## PROBLEM STATEMENT:
Go over the lines below, and when one contains the word "have", copy it.

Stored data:
----------
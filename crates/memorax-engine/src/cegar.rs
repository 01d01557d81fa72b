//! Counterexample-guided refinement for the pb abstraction.
//!
//! A plain loop owned by the driver: build the shared context from the
//! current predicate set, run the inner backward engine, concretely
//! simulate any witness, and either accept it, refine and retry, or
//! give up when the refinement budget is exhausted.

use memorax_machine::lang::{CmpOp, Cond, CondOperand, Instr, RExpr};
use memorax_machine::Machine;
use tracing::info;

use crate::constraint::{assume_backward, constrain_expr_to, eval_rexpr, Msg};
use crate::pb::PbCommon;
use crate::reachability::{reachability, ReachResult};
use crate::trace::Trace;
use crate::zstar::{Store, ZStar};

/// Outcome of a CEGAR run. `BudgetExhausted` is an analysis outcome,
/// not a failure: the abstraction kept producing spurious witnesses.
#[derive(Debug)]
pub enum CegarOutcome {
    Reachable {
        trace: Trace,
        refinements_used: usize,
        predicates: Vec<Cond>,
    },
    Unreachable {
        refinements_used: usize,
        predicates: Vec<Cond>,
    },
    BudgetExhausted {
        refinements_used: usize,
        predicates: Vec<Cond>,
    },
}

impl CegarOutcome {
    pub fn verdict(&self) -> &'static str {
        match self {
            CegarOutcome::Reachable { .. } => "REACHABLE",
            CegarOutcome::Unreachable { .. } => "UNREACHABLE",
            CegarOutcome::BudgetExhausted { .. } => "REFINEMENT_BUDGET_EXHAUSTED",
        }
    }

    pub fn predicates(&self) -> &[Cond] {
        match self {
            CegarOutcome::Reachable { predicates, .. }
            | CegarOutcome::Unreachable { predicates, .. }
            | CegarOutcome::BudgetExhausted { predicates, .. } => predicates,
        }
    }
}

pub struct CegarOptions {
    /// Per-process buffer bound of the pb abstraction.
    pub k: usize,
    /// Maximum number of refinement iterations; `None` is unbounded.
    pub max_refinements: Option<usize>,
}

/// Run the refinement loop. Predicates only ever grow; each iteration
/// deep-copies them into the context it hands to the engine.
pub fn pb_cegar(machine: &Machine, initial: Vec<Cond>, opts: &CegarOptions) -> CegarOutcome {
    let mut predicates = initial;
    let mut refinements_used = 0;
    loop {
        info!(
            iteration = refinements_used,
            predicates = predicates.len(),
            "pb analysis"
        );
        let common = PbCommon::new(opts.k, machine.clone(), predicates.clone());
        let bad = common.bad_states();
        match reachability(&common, bad) {
            ReachResult::Unreachable { .. } => {
                return CegarOutcome::Unreachable {
                    refinements_used,
                    predicates,
                };
            }
            ReachResult::Reachable { trace, .. } => match simulate(&common, &trace) {
                Ok(()) => {
                    return CegarOutcome::Reachable {
                        trace,
                        refinements_used,
                        predicates,
                    };
                }
                Err(step) => {
                    info!(step, "witness is spurious");
                    if opts
                        .max_refinements
                        .is_some_and(|max| refinements_used >= max)
                    {
                        return CegarOutcome::BudgetExhausted {
                            refinements_used,
                            predicates,
                        };
                    }
                    let fresh = extract_refinement_predicates(&trace, &predicates);
                    if fresh.is_empty() {
                        // Nothing left to learn from this witness.
                        return CegarOutcome::BudgetExhausted {
                            refinements_used,
                            predicates,
                        };
                    }
                    info!(added = fresh.len(), "refining predicate set");
                    predicates.extend(fresh);
                    refinements_used += 1;
                }
            },
        }
    }
}

/// New predicate atoms from an infeasible witness: the constant
/// comparisons its reads and writes mention, projected onto memory
/// cells.
fn extract_refinement_predicates(trace: &Trace, existing: &[Cond]) -> Vec<Cond> {
    let mut fresh = Vec::new();
    let mut push = |cond: Cond| {
        if !existing.contains(&cond) && !fresh.contains(&cond) {
            fresh.push(cond);
        }
    };
    for t in trace.transitions() {
        match &t.instr {
            Instr::ReadAssert {
                nml,
                expr: RExpr::Int(k),
            }
            | Instr::Write {
                nml,
                expr: RExpr::Int(k),
            } => push(Cond::Cmp {
                lhs: CondOperand::Cell(*nml),
                op: CmpOp::Eq,
                rhs: CondOperand::Int(*k),
            }),
            Instr::SyncRead { body } => {
                if let Instr::ReadAssert {
                    nml,
                    expr: RExpr::Int(k),
                } = body.as_ref()
                {
                    push(Cond::Cmp {
                        lhs: CondOperand::Cell(*nml),
                        op: CmpOp::Eq,
                        rhs: CondOperand::Int(*k),
                    });
                }
            }
            Instr::Locked { body, .. } => {
                for instr in body {
                    if let Instr::Write {
                        nml,
                        expr: RExpr::Int(k),
                    }
                    | Instr::ReadAssert {
                        nml,
                        expr: RExpr::Int(k),
                    } = instr
                    {
                        push(Cond::Cmp {
                            lhs: CondOperand::Cell(*nml),
                            op: CmpOp::Eq,
                            rhs: CondOperand::Int(*k),
                        });
                    }
                }
            }
            _ => {}
        }
    }
    fresh
}

struct SimState {
    channels: Vec<Vec<Msg>>,
    mem: Store,
    regs: Vec<Store>,
}

impl SimState {
    fn visible(&self, pid: usize, idx: usize, nml: memorax_machine::lang::Nml) -> CellRef {
        match self.channels[pid]
            .iter()
            .rposition(|m| m.nmls.contains(&nml))
        {
            Some(mi) => CellRef::Buffered(mi),
            None => CellRef::Memory(idx),
        }
    }

    fn cell_value(&self, pid: usize, cell: &CellRef, idx: usize) -> ZStar {
        match cell {
            CellRef::Buffered(mi) => self.channels[pid][*mi].store.get(idx),
            CellRef::Memory(i) => self.mem.get(*i),
        }
    }

    fn bind_cell(&mut self, pid: usize, cell: &CellRef, idx: usize, v: i64) {
        match cell {
            CellRef::Buffered(mi) => {
                self.channels[pid][*mi].store =
                    self.channels[pid][*mi].store.assign(idx, ZStar::Int(v));
            }
            CellRef::Memory(i) => {
                self.mem = self.mem.assign(*i, ZStar::Int(v));
            }
        }
    }
}

enum CellRef {
    Buffered(usize),
    Memory(usize),
}

/// Concretely replay an abstract witness against the machine. Wildcard
/// initial values stay symbolic until a read commits them. Returns the
/// index of the first infeasible step.
pub fn simulate(common: &PbCommon, trace: &Trace) -> Result<(), usize> {
    let machine = &common.machine;
    let nprocs = machine.proc_count();
    let mut sim = SimState {
        channels: vec![Vec::new(); nprocs],
        mem: common.init_store(),
        regs: (0..nprocs)
            .map(|pid| {
                let decls = &machine.regs[pid];
                let mut store = Store::new(decls.len());
                for (i, d) in decls.iter().enumerate() {
                    if let memorax_dsl::ast::InitValue::Int(v) = d.init {
                        store = store.assign(i, ZStar::Int(v));
                    }
                }
                store
            })
            .collect(),
    };

    for (i, step) in trace.steps.iter().enumerate() {
        let Some(t) = &step.transition else { continue };
        let pid = t.pid;
        // The engine gives synchronized reads plain-read semantics, so
        // the replay does too.
        let instr = match &t.instr {
            Instr::SyncRead { body } => body.as_ref(),
            other => other,
        };
        match instr {
            Instr::Nop => {}
            Instr::Write { nml, expr } => {
                let idx = common.index(*nml);
                let v = eval_rexpr(expr, &sim.regs[pid]);
                let store = Store::new(common.mem_size).assign(idx, v);
                sim.channels[pid].push(Msg::new(
                    Some(pid),
                    [*nml].into_iter().collect(),
                    store,
                ));
            }
            Instr::Update { writer, nmls } => {
                let Some(front) = sim.channels[*writer].first().cloned() else {
                    return Err(i);
                };
                if front.nmls != *nmls {
                    return Err(i);
                }
                sim.channels[*writer].remove(0);
                for nml in nmls {
                    let idx = common.index(*nml);
                    sim.mem = sim.mem.assign(idx, front.store.get(idx));
                }
            }
            Instr::ReadAssert { nml, expr } => {
                let idx = common.index(*nml);
                let cell = sim.visible(pid, idx, *nml);
                let have = sim.cell_value(pid, &cell, idx);
                match (have, eval_rexpr(expr, &sim.regs[pid])) {
                    (ZStar::Int(a), ZStar::Int(b)) => {
                        if a != b {
                            return Err(i);
                        }
                    }
                    (ZStar::Star, ZStar::Int(b)) => sim.bind_cell(pid, &cell, idx, b),
                    (ZStar::Int(a), ZStar::Star) => {
                        match constrain_expr_to(expr, a, &sim.regs[pid]) {
                            Some(regs) => sim.regs[pid] = regs,
                            None => return Err(i),
                        }
                    }
                    (ZStar::Star, ZStar::Star) => {}
                }
            }
            Instr::ReadAssign { reg, nml } => {
                let idx = common.index(*nml);
                let cell = sim.visible(pid, idx, *nml);
                let have = sim.cell_value(pid, &cell, idx);
                sim.regs[pid] = sim.regs[pid].assign(*reg, have);
            }
            Instr::RegAssign { reg, expr } => {
                let v = eval_rexpr(expr, &sim.regs[pid]);
                sim.regs[pid] = sim.regs[pid].assign(*reg, v);
            }
            Instr::Assume { cond } => match assume_backward(cond, &sim.regs[pid]) {
                Some(regs) => sim.regs[pid] = regs,
                None => return Err(i),
            },
            Instr::Fence => {
                if !sim.channels[pid].is_empty() {
                    return Err(i);
                }
            }
            Instr::Locked { body, .. } => {
                if !sim.channels[pid].is_empty() {
                    return Err(i);
                }
                for instr in body {
                    match instr {
                        Instr::Nop => {}
                        Instr::Write { nml, expr } => {
                            let idx = common.index(*nml);
                            sim.mem = sim.mem.assign(idx, eval_rexpr(expr, &sim.regs[pid]));
                        }
                        Instr::ReadAssert { nml, expr } => {
                            let idx = common.index(*nml);
                            match (sim.mem.get(idx), eval_rexpr(expr, &sim.regs[pid])) {
                                (ZStar::Int(a), ZStar::Int(b)) => {
                                    if a != b {
                                        return Err(i);
                                    }
                                }
                                (ZStar::Star, ZStar::Int(b)) => {
                                    sim.mem = sim.mem.assign(idx, ZStar::Int(b));
                                }
                                _ => {}
                            }
                        }
                        Instr::ReadAssign { reg, nml } => {
                            let idx = common.index(*nml);
                            let have = sim.mem.get(idx);
                            sim.regs[pid] = sim.regs[pid].assign(*reg, have);
                        }
                        Instr::RegAssign { reg, expr } => {
                            let v = eval_rexpr(expr, &sim.regs[pid]);
                            sim.regs[pid] = sim.regs[pid].assign(*reg, v);
                        }
                        Instr::Assume { cond } => match assume_backward(cond, &sim.regs[pid]) {
                            Some(regs) => sim.regs[pid] = regs,
                            None => return Err(i),
                        },
                        _ => return Err(i),
                    }
                }
            }
            Instr::SyncRead { .. } | Instr::Fetch { .. } | Instr::Wrllc { .. }
            | Instr::Evict { .. } => {}
        }
    }
    Ok(())
}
----------
## WRITTEN RESPONSE:
                let have = sim.cell_value(pid, &cell, idx);
                match (have, eval_rexpr(expr, &sim.regs[pid])) {
                let have = sim.cell_value(pid, &cell, idx);
                sim.regs[pid] = sim.regs[pid].assign(*reg, have);
                            let have = sim.mem.get(idx);
                            sim.regs[pid] = sim.regs[pid].assign(*reg, have);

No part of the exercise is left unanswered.